The Russian armoured train Yenisei is an armoured train currently in use by Russia in Russo-Ukrainian war. According to Ukrainian sources, Yenisei was constructed out of parts stolen from Ukrainian Railways in the Kharkiv region. It is named after the Yenisey river.

==Specifications and details==
The train is protected by armoured plates of unknown thickness and is designed to transport materials, to restore and demine tracks that are damaged, and for engineering reconnaissance.
Its official tasks include technical reconnaissance, material transportation, demining of railway networks, and escorting logistical trains to the front.
However, the train also has a ZU-23-2 and a mounted BMP-2, and thus is also suspected of being prepared for combat operations. Russian sources dispute Yenisei's role as a combat vehicle, claiming rather that the train is used for humanitarian purposes such as the delivery of water, medicines and food for civilians in Donbas, and evacuating over a thousand people from the combat zones.

The train is currently made up of at least two ChME3-type locomotives plus eight wagons (two of which are platforms from the BMP-2 and ZU-23-2). On a whole, Yenisei is made up of two empty platform wagons for cargo, logistical and construction purposes at the front and end of the train, a platform wagon mounting the BMP-2 as the 'head', followed by an anti-air wagon mounting the ZU-23-2 gun alongside an enclosed cabin with six machine-gun slits, the first ChME3-type locomotive, a machine gun wagon with more gun slits,  a goods wagon, another machine-gun wagon and the second ChME3-type locomotive.
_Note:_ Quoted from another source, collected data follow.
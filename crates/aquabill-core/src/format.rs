//! Brazilian Portuguese number and currency rendering.

use rust_decimal::{Decimal, RoundingStrategy};

const CURRENCY_SYMBOL: &str = "R$";
const DECIMAL_SEPARATOR: char = ',';
const GROUP_SEPARATOR: char = '.';
// Intl places a no-break space between the symbol and the amount.
const SYMBOL_SPACE: char = '\u{a0}';

/// Round to `decimals` places, half away from zero, with exactly that many
/// places kept. Negative zero collapses to zero.
fn fixed(value: Decimal, decimals: u32) -> Decimal {
    let mut rounded =
        value.round_dp_with_strategy(decimals, RoundingStrategy::MidpointAwayFromZero);
    if rounded.is_zero() {
        rounded = Decimal::ZERO;
    }
    rounded.rescale(decimals);
    rounded
}

/// Render a number with a fixed count of decimals and a comma separator.
///
/// ```
/// use aquabill_core::format_number;
/// use rust_decimal_macros::dec;
///
/// assert_eq!(format_number(dec!(33.333), 1), "33,3");
/// assert_eq!(format_number(dec!(1234.5), 2), "1234,50");
/// ```
#[must_use]
pub fn format_number(value: Decimal, decimals: u32) -> String {
    fixed(value, decimals)
        .to_string()
        .replace('.', &DECIMAL_SEPARATOR.to_string())
}

/// Render a value as Brazilian reais.
///
/// ```
/// use aquabill_core::format_currency;
/// use rust_decimal_macros::dec;
///
/// assert_eq!(format_currency(dec!(1234.5)), "R$\u{a0}1.234,50");
/// assert_eq!(format_currency(dec!(-50)), "-R$\u{a0}50,00");
/// ```
#[must_use]
pub fn format_currency(value: Decimal) -> String {
    let rounded = fixed(value, 2);
    let digits = rounded.abs().to_string();
    let (integer, fraction) = digits.split_once('.').unwrap_or((digits.as_str(), "00"));

    let mut out = String::with_capacity(digits.len() + 8);
    if rounded.is_sign_negative() && !rounded.is_zero() {
        out.push('-');
    }
    out.push_str(CURRENCY_SYMBOL);
    out.push(SYMBOL_SPACE);
    out.push_str(&group_thousands(integer));
    out.push(DECIMAL_SEPARATOR);
    out.push_str(fraction);
    out
}

fn group_thousands(integer: &str) -> String {
    let len = integer.len();
    let mut out = String::with_capacity(len + len / 3);
    for (i, ch) in integer.chars().enumerate() {
        if i > 0 && (len - i) % 3 == 0 {
            out.push(GROUP_SEPARATOR);
        }
        out.push(ch);
    }
    out
}

#[cfg(test)]
mod tests {
    use super::*;
    use rust_decimal_macros::dec;

    #[test]
    fn test_format_number_pads_decimals() {
        assert_eq!(format_number(dec!(10), 2), "10,00");
        assert_eq!(format_number(dec!(0.5), 1), "0,5");
        assert_eq!(format_number(dec!(7), 0), "7");
    }

    #[test]
    fn test_format_number_rounds_half_away_from_zero() {
        assert_eq!(format_number(dec!(2.25), 1), "2,3");
        assert_eq!(format_number(dec!(-2.25), 1), "-2,3");
        assert_eq!(format_number(dec!(1.004), 2), "1,00");
    }

    #[test]
    fn test_format_number_negative_zero() {
        assert_eq!(format_number(dec!(-0.001), 2), "0,00");
    }

    #[test]
    fn test_format_number_long_fraction() {
        // 100 / 3 carries 28 significant digits
        let third = dec!(100) / dec!(3);
        assert_eq!(format_number(third, 1), "33,3");
    }

    #[test]
    fn test_format_currency_grouping() {
        assert_eq!(format_currency(dec!(0)), "R$\u{a0}0,00");
        assert_eq!(format_currency(dec!(999.999)), "R$\u{a0}1.000,00");
        assert_eq!(format_currency(dec!(1234567.891)), "R$\u{a0}1.234.567,89");
        assert_eq!(format_currency(dec!(100)), "R$\u{a0}100,00");
    }

    #[test]
    fn test_format_currency_negative() {
        assert_eq!(format_currency(dec!(-1234.5)), "-R$\u{a0}1.234,50");
        assert_eq!(format_currency(dec!(-0.001)), "R$\u{a0}0,00");
    }
}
In addition to the above weapons, Yenisei also ferries a group in charge of maintaining and firing a number of 82-BM-37 mortars both either on or outside of the train.
The core structure includes an armored box made from durable steel sheets, which functions as a weapons compartment and command center, with firing openings present on the sides for crew-served personal firearms.
The train also features an electronic warfare platform utilizing the Kamysh jamming system, which is designed to disrupt radio-controlled explosive devices within a 20-meter radius.
In terms of length, each wagon is made from the standard United Wagon Company Sgmmns 40’ flat car, which is 40 feet long. Combined, Yenisei is a 131 meters long.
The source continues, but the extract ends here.